You are viewing a plain text version of this content. The canonical link for it is here.
Posted to user@hive.apache.org by Xiaobo Gu <gu...@gmail.com> on 2012/05/13 14:36:06 UTC

Hive production layout suggestions

Hi,

To let multiple users share a single Hive instance, we know that we
should use stand alone metastore services, but what about cli (and
other clients) and hiveserver services, what's the best pratice for
the server layout for a production Hive instance?

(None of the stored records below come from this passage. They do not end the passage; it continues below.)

//! Counters describing what a [`TileCache`](super::TileCache) has done.

use std::fmt;
use std::sync::atomic::{AtomicU64, Ordering};

use serde::Serialize;

/// Point-in-time snapshot of cache activity.
#[derive(Debug, Clone, Copy, Default, PartialEq, Eq, Serialize)]
pub struct CacheStats {
    /// Tiles served from the store.
    pub store_hits: u64,
    /// Tiles fetched from the tile server and decoded successfully.
    pub fetched: u64,
    /// Requests that produced no usable tile.
    pub fetch_failures: u64,
    /// Store reads or writes that failed.
    pub store_errors: u64,
}

impl CacheStats {
    /// Total number of tile lookups.
    pub fn requests(&self) -> u64 {
        self.store_hits + self.fetched + self.fetch_failures
    }

    /// Fraction of lookups served from the store, 0.0 when nothing was asked.
    pub fn hit_rate(&self) -> f64 {
        let total = self.requests();
        if total == 0 {
            0.0
        } else {
            self.store_hits as f64 / total as f64
        }
    }
}

impl fmt::Display for CacheStats {
    fn fmt(&self, f: &mut fmt::Formatter<'_>) -> fmt::Result {
        write!(
            f,
            "{} hits, {} fetched, {} failed ({:.1}% hit rate)",
            self.store_hits,
            self.fetched,
            self.fetch_failures,
            self.hit_rate() * 100.0
        )?;
        if self.store_errors > 0 {
            write!(f, ", {} store errors", self.store_errors)?;
        }
        Ok(())
    }
}

/// Live counters behind [`CacheStats`].
#[derive(Debug, Default)]
pub(crate) struct CacheCounters {
    store_hits: AtomicU64,
    fetched: AtomicU64,
    fetch_failures: AtomicU64,
    store_errors: AtomicU64,
}

impl CacheCounters {
    pub(crate) fn record_hit(&self) {
        self.store_hits.fetch_add(1, Ordering::Relaxed);
    }

    pub(crate) fn record_fetch(&self) {
        self.fetched.fetch_add(1, Ordering::Relaxed);
    }

    pub(crate) fn record_failure(&self) {
        self.fetch_failures.fetch_add(1, Ordering::Relaxed);
    }

    pub(crate) fn record_store_error(&self) {
        self.store_errors.fetch_add(1, Ordering::Relaxed);
    }

    pub(crate) fn snapshot(&self) -> CacheStats {
        CacheStats {
            store_hits: self.store_hits.load(Ordering::Relaxed),
            fetched: self.fetched.load(Ordering::Relaxed),
            fetch_failures: self.fetch_failures.load(Ordering::Relaxed),
            store_errors: self.store_errors.load(Ordering::Relaxed),
        }
    }
}

#[cfg(test)]
mod tests {
    use super::*;

    #[test]
    fn test_hit_rate_of_empty_stats_is_zero() {
        assert_eq!(CacheStats::default().hit_rate(), 0.0);
    }

    #[test]
    fn test_counters_snapshot() {
        let counters = CacheCounters::default();
        counters.record_hit();
        counters.record_hit();
        counters.record_fetch();
        counters.record_failure();
        counters.record_store_error();

        let stats = counters.snapshot();
        assert_eq!(stats.store_hits, 2);
        assert_eq!(stats.fetched, 1);
        assert_eq!(stats.fetch_failures, 1);
        assert_eq!(stats.store_errors, 1);
        assert_eq!(stats.requests(), 4);
        assert!((stats.hit_rate() - 0.5).abs() < 1e-12);
    }

    #[test]
    fn test_display() {
        let stats = CacheStats {
            store_hits: 3,
            fetched: 1,
            fetch_failures: 0,
            store_errors: 0,
        };
        assert_eq!(stats.to_string(), "3 hits, 1 fetched, 0 failed (75.0% hit rate)");
    }
}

1. I think hive metastore, hwi, and hiveserver services are all hadoop
clients, they should be running on servers which are not part of the
Hadoop cluster, so we should prepare a dedicated server for them, or
one server for each service, this is dependent on workloads.
2. For cli users, because cli has embedded hiveserver, which can
connect to metastore service directlly, we can install hive clis on
their workstations, with the same Hadoop/Hive binaries and
configuration files on their workstations.
3. For JDBC and ODBC clients, because they must connect to a
hiveserver, which can only handle one query at a time, so we must
start one hiveserver service for each client, only the JDBC,ODBC
driver is needed on the client, no Hive or Hadoop binaries are needed
on them.

Do I miss anything?

Regards,

Xiaobo Gu

Re: Hive production layout suggestions

Posted by Xiaobo Gu <gu...@gmail.com>.
On Sun, May 13, 2012 at 10:28 PM, Edward Capriolo <ed...@gmail.com> wrote:
>  Xiaobo,

>
> 2) CLI does not have an embedded hive server

I mean CLI can talk to metastore service directlly, and it has a Hive
Driver(not HiveServer)

Re: Hive production layout suggestions

Posted by Edward Capriolo <ed...@gmail.com>.
 Xiaobo,

I believe you misunderstand some basic parts of hive.

1) You do not need to run the metastore server. It is an optional
component. Many people use JDBC and this allows multiple users to
concurrently use hive without having separate installs.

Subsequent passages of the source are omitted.